Born in Indianapolis on January 1, 1949, Radliffe began his news career as a contributor during KGW-TV Portland, OR, in 1971 before relocating to a CBS News’ Washington business to work as an partner editor. In 1974 he changed to ABC News as an associate writer before returning to CBS in 1979 to work in New York as a writer on CBS Evening News with Walter Cronkite. Radliffe would stay with CBS for a rest of his career.

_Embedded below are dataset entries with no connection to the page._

//! Service configuration loading and types.

use std::path::Path;
use std::time::Duration;

use anyhow::{Context, Result};
use grid_processor::GridProcessorConfig;
use serde::Deserialize;
use station_client::{forecast, frost, nve, pipelife, HttpOptions, PipeLifeCredentials};

/// Service configuration, loaded once at startup from YAML.
///
/// Credentials are usually left out of the file and supplied through
/// `FROST_CLIENT_ID`, `NVE_API_KEY` and `PIPELIFE_USERS`.
#[derive(Debug, Clone, Deserialize)]
#[serde(default)]
pub struct ServiceConfig {
    /// Timeout for every outgoing provider request.
    pub request_timeout_secs: u64,

    /// User-Agent sent to every provider.
    pub user_agent: String,

    pub frost: FrostConfig,
    pub forecast: ForecastConfig,
    pub nve: NveConfig,
    pub pipelife: PipeLifeConfig,

    /// The dense precipitation archive; IMERG endpoints answer 503 without it.
    pub imerg: Option<GridProcessorConfig>,
}

impl Default for ServiceConfig {
    fn default() -> Self {
        Self {
            request_timeout_secs: 60,
            user_agent: HttpOptions::default().user_agent,
            frost: FrostConfig::default(),
            forecast: ForecastConfig::default(),
            nve: NveConfig::default(),
            pipelife: PipeLifeConfig::default(),
            imerg: None,
        }
    }
}

#[derive(Debug, Clone, Deserialize)]
#[serde(default)]
pub struct FrostConfig {
    pub base_url: String,
    pub client_id: String,
    /// Nearest stations considered before the completeness filter.
    pub nearest_candidates: usize,
}

impl Default for FrostConfig {
    fn default() -> Self {
        Self {
            base_url: frost::DEFAULT_BASE_URL.to_string(),
            client_id: String::new(),
            nearest_candidates: frost::DEFAULT_NEAREST_CANDIDATES,
        }
    }
}

#[derive(Debug, Clone, Deserialize)]
#[serde(default)]
pub struct ForecastConfig {
    pub base_url: String,
}

impl Default for ForecastConfig {
    fn default() -> Self {
        Self {
            base_url: forecast::DEFAULT_BASE_URL.to_string(),
        }
    }
}

#[derive(Debug, Clone, Deserialize)]
#[serde(default)]
pub struct NveConfig {
    pub base_url: String,
    pub api_key: String,
}

impl Default for NveConfig {
    fn default() -> Self {
        Self {
            base_url: nve::DEFAULT_BASE_URL.to_string(),
            api_key: String::new(),
        }
    }
}

#[derive(Debug, Clone, Deserialize)]
#[serde(default)]
pub struct PipeLifeConfig {
    pub base_url: String,
    pub users: Vec<PipeLifeCredentials>,
}

impl Default for PipeLifeConfig {
    fn default() -> Self {
        Self {
            base_url: pipelife::DEFAULT_BASE_URL.to_string(),
            users: Vec::new(),
        }
    }
}

/// Parse `PIPELIFE_USERS`: a JSON array of credential objects.
pub fn parse_pipelife_users(text: &str) -> Result<Vec<PipeLifeCredentials>> {
    serde_json::from_str(text).context("PIPELIFE_USERS must be a JSON array of {client_id, client_secret, username, password}")
}

impl ServiceConfig {
    /// Load configuration from a YAML file, then apply environment overrides.
    ///
    /// A missing file yields the defaults.
    pub fn load(path: &Path) -> Result<Self> {
        let mut config = if path.exists() {
            let content = std::fs::read_to_string(path)
                .with_context(|| format!("Failed to read: {:?}", path))?;
            Self::from_yaml(&content).with_context(|| format!("Failed to parse: {:?}", path))?
        } else {
            tracing::warn!("Config file {} does not exist, using defaults", path.display());
            Self::default()
        };
        config.apply_env()?;
        Ok(config)
    }

    pub fn from_yaml(content: &str) -> Result<Self> {
        Ok(serde_yaml::from_str(content)?)
    }

    /// Override credentials and the archive location from the environment.
    pub fn apply_env(&mut self) -> Result<()> {
        if let Ok(id) = std::env::var("FROST_CLIENT_ID") {
            self.frost.client_id = id;
        }
        if let Ok(key) = std::env::var("NVE_API_KEY") {
            self.nve.api_key = key;
        }
        if let Ok(users) = std::env::var("PIPELIFE_USERS") {
            self.pipelife.users = parse_pipelife_users(&users)?;
        }
        match self.imerg.as_mut() {
            Some(imerg) => imerg.apply_env(),
            None if std::env::var("IMERG_ARCHIVE_PATH").is_ok() => {
                self.imerg = Some(GridProcessorConfig::from_env());
            }
            None => {}
        }
        Ok(())
    }

    pub fn http_options(&self) -> HttpOptions {
        HttpOptions {
            timeout: Duration::from_secs(self.request_timeout_secs),
            user_agent: self.user_agent.clone(),
        }
    }
}

#[cfg(test)]
mod tests {
    use super::*;
    use grid_processor::CellIndexConfig;

    #[test]
    fn test_defaults_point_at_public_apis() {
        let config = ServiceConfig::default();
        assert_eq!(config.frost.base_url, "https://frost.met.no");
        assert_eq!(config.frost.nearest_candidates, 50);
        assert!(config.imerg.is_none());
        assert!(config.pipelife.users.is_empty());
    }

    #[test]
    fn test_from_yaml_partial() {
        let config = ServiceConfig::from_yaml(
            r#"
request_timeout_secs: 10
frost:
  client_id: abc
imerg:
  archive_path: /data/imerg.zarr
  files_dir: /data/imerg
  cell_index:
    kind: geo_json
    path: /data/cells.geojson
"#,
        )
        .unwrap();

        assert_eq!(config.request_timeout_secs, 10);
        assert_eq!(config.frost.client_id, "abc");
        assert_eq!(config.frost.base_url, "https://frost.met.no");
        let imerg = config.imerg.unwrap();
        assert_eq!(imerg.archive_path, Path::new("/data/imerg.zarr"));
        assert!(matches!(imerg.cell_index, CellIndexConfig::GeoJson { .. }));
        assert_eq!(imerg.missing_fill_value, -1.0);
    }

    #[test]
    fn test_parse_pipelife_users() {
        let users = parse_pipelife_users(
            r#"[{"client_id":"c","client_secret":"s","username":"u","password":"p"}]"#,
        )
        .unwrap();
        assert_eq!(users.len(), 1);
        assert_eq!(users[0].username, "u");

        assert!(parse_pipelife_users("not json").is_err());
    }

    #[test]
    fn test_missing_file_gives_defaults() {
        let dir = tempfile::tempdir().unwrap();
        let config = ServiceConfig::load(&dir.path().join("absent.yaml")).unwrap();
        assert_eq!(config.request_timeout_secs, 60);
    }
}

Posted to London in 1980, he did stories on a Iran warrant crisis, a wake of Egyptian President Anwar el-Sadat, a dispute between Israel and a Palestinian Liberation Organization and a Falklands Islands War. He was in a Frankfurt International Airport in 1985 when a militant explosve exploded above him and his camera crew, and a group became a initial reporters on a stage with a striking news that tangible a event’s coverage opposite outlets.

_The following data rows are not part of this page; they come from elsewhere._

//! PipeLife (telecontrolnet) culvert sensors: hourly water level.
//!
//! Every configured user logs in with a password grant. The user's location
//! listing is filtered to the requested culvert ids; for each location the
//! `Water Level` tags are looked up and their trend read between the range
//! bounds.

use std::collections::HashSet;
use std::fmt;

use culvert_protocol::DateRange;
use reqwest::Client;
use serde::{Deserialize, Deserializer, Serialize};
use serde_json::Value;
use tracing::{debug, info, instrument, warn};

use crate::error::{Result, StationError};
use crate::http::trim_base;

pub const DEFAULT_BASE_URL: &str = "https://www.telecontrolnet.nl";

/// Tag description marking a water level sensor.
pub const WATER_LEVEL_TAG: &str = "Water Level";

const PROVIDER: &str = "PipeLife";

/// Login for one PipeLife account.
#[derive(Clone, Deserialize)]
pub struct PipeLifeCredentials {
    pub client_id: String,
    pub client_secret: String,
    pub username: String,
    pub password: String,
}

impl fmt::Debug for PipeLifeCredentials {
    fn fmt(&self, f: &mut fmt::Formatter<'_>) -> fmt::Result {
        f.debug_struct("PipeLifeCredentials")
            .field("client_id", &self.client_id)
            .field("username", &self.username)
            .finish_non_exhaustive()
    }
}

/// Water level series of one tag at one culvert.
#[derive(Debug, Clone, PartialEq, Serialize)]
pub struct CulvertResults {
    /// Culvert (location) id.
    pub id: String,
    /// Unix seconds, as logged by the sensor.
    pub timestamp: Vec<i64>,
    pub values: Vec<f64>,
}

/// A culvert location owned by a PipeLife account.
#[derive(Debug, Clone, PartialEq)]
pub struct PipeLifeLocation {
    pub id: String,
    pub lon: f64,
    pub lat: f64,
}

#[derive(Debug, Deserialize)]
struct LocationsResponse {
    #[serde(default)]
    locations: Vec<LocationWrapper>,
}

#[derive(Debug, Deserialize)]
struct LocationWrapper {
    location: LocationEntry,
}

#[derive(Debug, Deserialize)]
struct LocationEntry {
    #[serde(deserialize_with = "string_or_number")]
    id: String,
    #[serde(deserialize_with = "lenient_f64")]
    x: f64,
    #[serde(deserialize_with = "lenient_f64")]
    y: f64,
}

#[derive(Debug, Deserialize)]
struct TagsResponse {
    #[serde(default)]
    tags: Vec<TagWrapper>,
}

#[derive(Debug, Deserialize)]
struct TagWrapper {
    tag: TagEntry,
}

#[derive(Debug, Deserialize)]
struct TagEntry {
    #[serde(deserialize_with = "string_or_number")]
    id: String,
    #[serde(default)]
    description: String,
}

#[derive(Debug, Deserialize)]
struct TrendPoint {
    #[serde(rename = "logtime@uts", deserialize_with = "lenient_i64")]
    logtime: i64,
    #[serde(deserialize_with = "lenient_f64")]
    logvalue: f64,
}

// The vendor sends ids and coordinates as strings or numbers, seemingly at random.

fn string_or_number<'de, D: Deserializer<'de>>(deserializer: D) -> std::result::Result<String, D::Error> {
    match Value::deserialize(deserializer)? {
        Value::String(s) => Ok(s),
        Value::Number(n) => Ok(n.to_string()),
        other => Err(serde::de::Error::custom(format!("expected string or number, got {}", other))),
    }
}

fn lenient_f64<'de, D: Deserializer<'de>>(deserializer: D) -> std::result::Result<f64, D::Error> {
    match Value::deserialize(deserializer)? {
        Value::Number(n) => n
            .as_f64()
            .ok_or_else(|| serde::de::Error::custom("number out of range")),
        Value::String(s) => s.trim().parse().map_err(serde::de::Error::custom),
        other => Err(serde::de::Error::custom(format!("expected number, got {}", other))),
    }
}

fn lenient_i64<'de, D: Deserializer<'de>>(deserializer: D) -> std::result::Result<i64, D::Error> {
    lenient_f64(deserializer).map(|v| v as i64)
}

#[derive(Debug, Clone)]
pub struct PipeLifeClient {
    http: Client,
    base_url: String,
}

impl PipeLifeClient {
    pub fn new(http: Client, base_url: &str) -> Self {
        Self {
            http,
            base_url: trim_base(base_url),
        }
    }

    async fn get_json(&self, path: &str, query: &[(&str, &str)]) -> Result<Value> {
        let response = self
            .http
            .get(format!("{}{}", self.base_url, path))
            .query(query)
            .send()
            .await?;
        let status = response.status();
        let body: Value = response
            .json()
            .await
            .map_err(|e| StationError::decode(PROVIDER, e.to_string()))?;
        if let Some(error) = body.get("error") {
            return Err(StationError::Upstream(format!("PipeLife API ({}): {}", path, error)));
        }
        if !status.is_success() {
            return Err(StationError::Status {
                provider: PROVIDER,
                status: status.as_u16(),
            });
        }
        Ok(body)
    }

    fn decode<T: serde::de::DeserializeOwned>(body: Value) -> Result<T> {
        serde_json::from_value(body).map_err(|e| StationError::decode(PROVIDER, e.to_string()))
    }

    /// Exchange `credentials` for an access token.
    #[instrument(skip(self, credentials), fields(user = %credentials.username))]
    pub async fn access_token(&self, credentials: &PipeLifeCredentials) -> Result<String> {
        let response = self
            .http
            .post(format!("{}/oauth/token", self.base_url))
            .form(&[
                ("client_id", credentials.client_id.as_str()),
                ("client_secret", credentials.client_secret.as_str()),
                ("grant_type", "password"),
                ("username", credentials.username.as_str()),
                ("password", credentials.password.as_str()),
            ])
            .send()
            .await?;

        let body: Value = response
            .json()
            .await
            .map_err(|e| StationError::decode(PROVIDER, e.to_string()))?;
        if body.get("error").is_some() {
            return Err(StationError::InvalidCredentials);
        }
        body.get("access_token")
            .and_then(Value::as_str)
            .map(str::to_string)
            .ok_or_else(|| StationError::decode(PROVIDER, "token response has no access_token"))
    }

    /// Every location visible to the token holder.
    pub async fn locations(&self, token: &str) -> Result<Vec<PipeLifeLocation>> {
        let body = self.get_json("/api/v1/locations", &[("access_token", token)]).await?;
        let parsed: LocationsResponse = Self::decode(body)?;
        Ok(parsed
            .locations
            .into_iter()
            .map(|w| PipeLifeLocation {
                id: w.location.id,
                lon: w.location.x,
                lat: w.location.y,
            })
            .collect())
    }

    /// Ids of the water level tags at `location_id`.
    pub async fn water_level_tags(&self, token: &str, location_id: &str) -> Result<Vec<String>> {
        let path = format!("/api/v1/locations/{}/tags", location_id);
        let body = self.get_json(&path, &[("access_token", token)]).await?;
        let parsed: TagsResponse = Self::decode(body)?;
        Ok(parsed
            .tags
            .into_iter()
            .filter(|w| w.tag.description == WATER_LEVEL_TAG)
            .map(|w| w.tag.id)
            .collect())
    }

    /// Logged `(unix seconds, value)` points of `tag_id` within `range`.
    pub async fn trend(&self, token: &str, tag_id: &str, range: &DateRange) -> Result<Vec<(i64, f64)>> {
        let path = format!("/api/v1/trend/{}", tag_id);
        let start = range.start_unix().to_string();
        let end = range.end_unix().to_string();
        let body = self
            .get_json(&path, &[("access_token", token), ("s", start.as_str()), ("e", end.as_str())])
            .await?;
        let points: Vec<TrendPoint> = Self::decode(body)?;
        Ok(points.into_iter().map(|p| (p.logtime, p.logvalue)).collect())
    }

    /// Water level series for the requested culvert `ids`, across every
    /// account in `users`. A culvert visible to several accounts is read once.
    #[instrument(skip(self, users), fields(users = users.len(), range = %range))]
    pub async fn water_levels(
        &self,
        users: &[PipeLifeCredentials],
        ids: &[String],
        range: &DateRange,
    ) -> Result<Vec<CulvertResults>> {
        let wanted: HashSet<&str> = ids.iter().map(String::as_str).collect();
        let mut seen: HashSet<String> = HashSet::new();
        let mut results = Vec::new();

        for user in users {
            let token = self.access_token(user).await?;
            let locations = self.locations(&token).await?;
            for location in locations {
                if !wanted.contains(location.id.as_str()) || !seen.insert(location.id.clone()) {
                    continue;
                }
                let tags = self.water_level_tags(&token, &location.id).await?;
                if tags.is_empty() {
                    warn!(location = %location.id, "Culvert has no water level tag");
                }
                for tag in tags {
                    let points = self.trend(&token, &tag, range).await?;
                    debug!(location = %location.id, tag = %tag, points = points.len(), "Read water level trend");
                    let (timestamp, values) = points.into_iter().unzip();
                    results.push(CulvertResults {
                        id: location.id.clone(),
                        timestamp,
                        values,
                    });
                }
            }
        }

        let missing: Vec<&str> = wanted.iter().filter(|id| !seen.contains(**id)).copied().collect();
        if !missing.is_empty() {
            info!(?missing, "Requested culverts not found for any configured user");
        }
        Ok(results)
    }
}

He was named a network’s London Bureau Chief in 1986, where he supervised coverage of some a era’s many poignant events, including a Chernobyl disaster, terrorism in Europe and flourishing misunderstanding in a Middle East.
Radliffe returned to New York in 1988 to work as comparison writer for CBS Evening News, and shortly after began his 26-year connection with 60 Minutes when he became a writer on a show. Shortly after, his work covering a usually U.S. Gulf War conflicting to be trained for a friendly-fire occurrence would win a Peabody. Among a other stories to that he minister are a 1995 shred about bonds derivatives; a 2000 story about Venezuelan musician Gustavo Dudamel, who after would control a Los Angeles Philharmonic; and a pre-9/11 news in Qatar about a Al Jazeera network.
Radliffe’s knowledge in a Middle East done him a essential partial of CBS’ news coverage in a years following 9/11, and he would go on to win a News Emmy for a 2012 news on a polite fight in Syria. He also spearheaded coverage of a region’s Christian minority. Just before to his death, he was operative on a story about a Tanzanian orphanage. In all, he contributed scarcely 100 stories to 60 Minutes.
Radliffe is survived by his brother, Brian, and sister, Betty Jo Williams. Memorial skeleton will be announced in a entrance weeks.